Monday, October 11, 2004

So, that is a nice picture of your sister

In my wallet I carry around an old picture of myself, it is from a friend's wedding shower and I am probably close to my heaviest weight in it. I use it usually to prevent myself from eating crap that I should be avoiding and to remind myself to work out. Anyway, I have shown it to some people here because they do not really believe that I lost a ton of weight. It is hard to imagine someone when they were eighty pounds heavier if you never saw them there with your own eyes. So, I show them the picture and I invariably get the same reaction, "That isn't really you, okay maybe it is your sister but it isn't really you." It is kind of fun to see the looks on people's faces but also it leaves me wondering how I would have been treated if I had shown up here at that weight.
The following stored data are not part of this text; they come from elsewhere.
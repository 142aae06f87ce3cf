//! Day and slot lookup over the working set of events.
//!
//! An index is immutable once built. Mutations produce a new index so a
//! reader holding the old one never observes a half-applied change.

use std::collections::HashMap;

use chrono::{NaiveDate, NaiveTime};

use crate::date_range::{DEFAULT_STEP_MINUTES, slot_index_for};
use crate::event::{CalendarEvent, EventId, TypeFilter};

/// Events grouped by calendar day and by (day, slot).
#[derive(Debug, Clone)]
pub struct EventIndex {
    /// Insertion order; positions below point into this.
    events: Vec<CalendarEvent>,
    step_minutes: u32,
    by_day: HashMap<NaiveDate, Vec<usize>>,
    by_slot: HashMap<(NaiveDate, u32), Vec<usize>>,
}

impl Default for EventIndex {
    fn default() -> Self {
        EventIndex::build(Vec::new(), DEFAULT_STEP_MINUTES)
    }
}

impl EventIndex {
    /// Group `events` by start day, and timed events also by start slot.
    ///
    /// Each bucket is ordered by `start`, ties kept in insertion order.
    pub fn build(events: Vec<CalendarEvent>, step_minutes: u32) -> Self {
        let step_minutes = step_minutes.max(1);
        let mut by_day: HashMap<NaiveDate, Vec<usize>> = HashMap::new();
        let mut by_slot: HashMap<(NaiveDate, u32), Vec<usize>> = HashMap::new();

        for (pos, event) in events.iter().enumerate() {
            let day = event.day();
            by_day.entry(day).or_default().push(pos);
            if !event.all_day {
                let slot = slot_index_for(event.start.time(), step_minutes);
                by_slot.entry((day, slot)).or_default().push(pos);
            }
        }

        // Stable sort keeps insertion order for equal starts
        for bucket in by_day.values_mut().chain(by_slot.values_mut()) {
            bucket.sort_by_key(|&pos| events[pos].start);
        }

        EventIndex {
            events,
            step_minutes,
            by_day,
            by_slot,
        }
    }

    pub fn step_minutes(&self) -> u32 {
        self.step_minutes
    }

    pub fn len(&self) -> usize {
        self.events.len()
    }

    pub fn is_empty(&self) -> bool {
        self.events.is_empty()
    }

    /// All events in insertion order.
    pub fn events(&self) -> &[CalendarEvent] {
        &self.events
    }

    pub fn get(&self, id: &EventId) -> Option<&CalendarEvent> {
        self.events.iter().find(|e| e.id.as_ref() == Some(id))
    }

    pub fn contains(&self, id: &EventId) -> bool {
        self.get(id).is_some()
    }

    /// Every event anchored to `day`, all-day and timed.
    pub fn query_day(&self, day: NaiveDate) -> Vec<&CalendarEvent> {
        self.resolve(self.by_day.get(&day))
    }

    /// Timed events whose start falls in the slot containing `slot_start`.
    pub fn query_slot(&self, day: NaiveDate, slot_start: NaiveTime) -> Vec<&CalendarEvent> {
        let slot = slot_index_for(slot_start, self.step_minutes);
        self.resolve(self.by_slot.get(&(day, slot)))
    }

    /// All-day events anchored to `day`.
    pub fn query_all_day(&self, day: NaiveDate) -> Vec<&CalendarEvent> {
        self.query_day(day).into_iter().filter(|e| e.all_day).collect()
    }

    fn resolve(&self, bucket: Option<&Vec<usize>>) -> Vec<&CalendarEvent> {
        bucket
            .map(|positions| positions.iter().map(|&pos| &self.events[pos]).collect())
            .unwrap_or_default()
    }

    /// Derived index holding only events matching `text` and `types`.
    ///
    /// `text` matches title or description case-insensitively; empty matches
    /// everything. The receiver is left untouched.
    pub fn filter(&self, text: &str, types: TypeFilter) -> EventIndex {
        let needle = text.trim().to_lowercase();
        let kept = self
            .events
            .iter()
            .filter(|e| types.matches(e.event_type))
            .filter(|e| needle.is_empty() || text_matches(e, &needle))
            .cloned()
            .collect();
        EventIndex::build(kept, self.step_minutes)
    }

    /// New index with `event` replacing the entry with the same id, keeping
    /// its position. Appends when the id is not present.
    pub fn with_replaced(&self, event: CalendarEvent) -> EventIndex {
        let mut events = self.events.clone();
        match events
            .iter()
            .position(|e| e.id.is_some() && e.id == event.id)
        {
            Some(pos) => events[pos] = event,
            None => events.push(event),
        }
        EventIndex::build(events, self.step_minutes)
    }

    /// New index without the event `id`.
    pub fn without(&self, id: &EventId) -> EventIndex {
        let events = self
            .events
            .iter()
            .filter(|e| e.id.as_ref() != Some(id))
            .cloned()
            .collect();
        EventIndex::build(events, self.step_minutes)
    }

    /// Same events re-bucketed for a different slot step.
    pub fn with_step(&self, step_minutes: u32) -> EventIndex {
        EventIndex::build(self.events.clone(), step_minutes)
    }
}

fn text_matches(event: &CalendarEvent, needle: &str) -> bool {
    event.title.to_lowercase().contains(needle)
        || event
            .description
            .as_deref()
            .is_some_and(|d| d.to_lowercase().contains(needle))
}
I think it would have been hard because so much of my activities outside work involve hiking or sports. I would not have run in the jungle at 242 lbs, I would not play frisbee, I would only occasionally be snorkling, I probably wouldn't be planning to learn how to dive, I would be very sedentary in other words. It would have made it difficult to make friends as quickly as I have over the past three weeks and that would not have been fun. It is a good reminder that I always want those pictures to be in the past and how I look now to be my future Hopefully it will remind me to workout more and eat less over the next few months as I try to fit in more exercise to my lifestyle.

1 comment:

DeAnn said...

But it also should serve as a reminder that how you look is not who you are. It's sad that you wouldn't have made friends the other way because so many people don't realize this.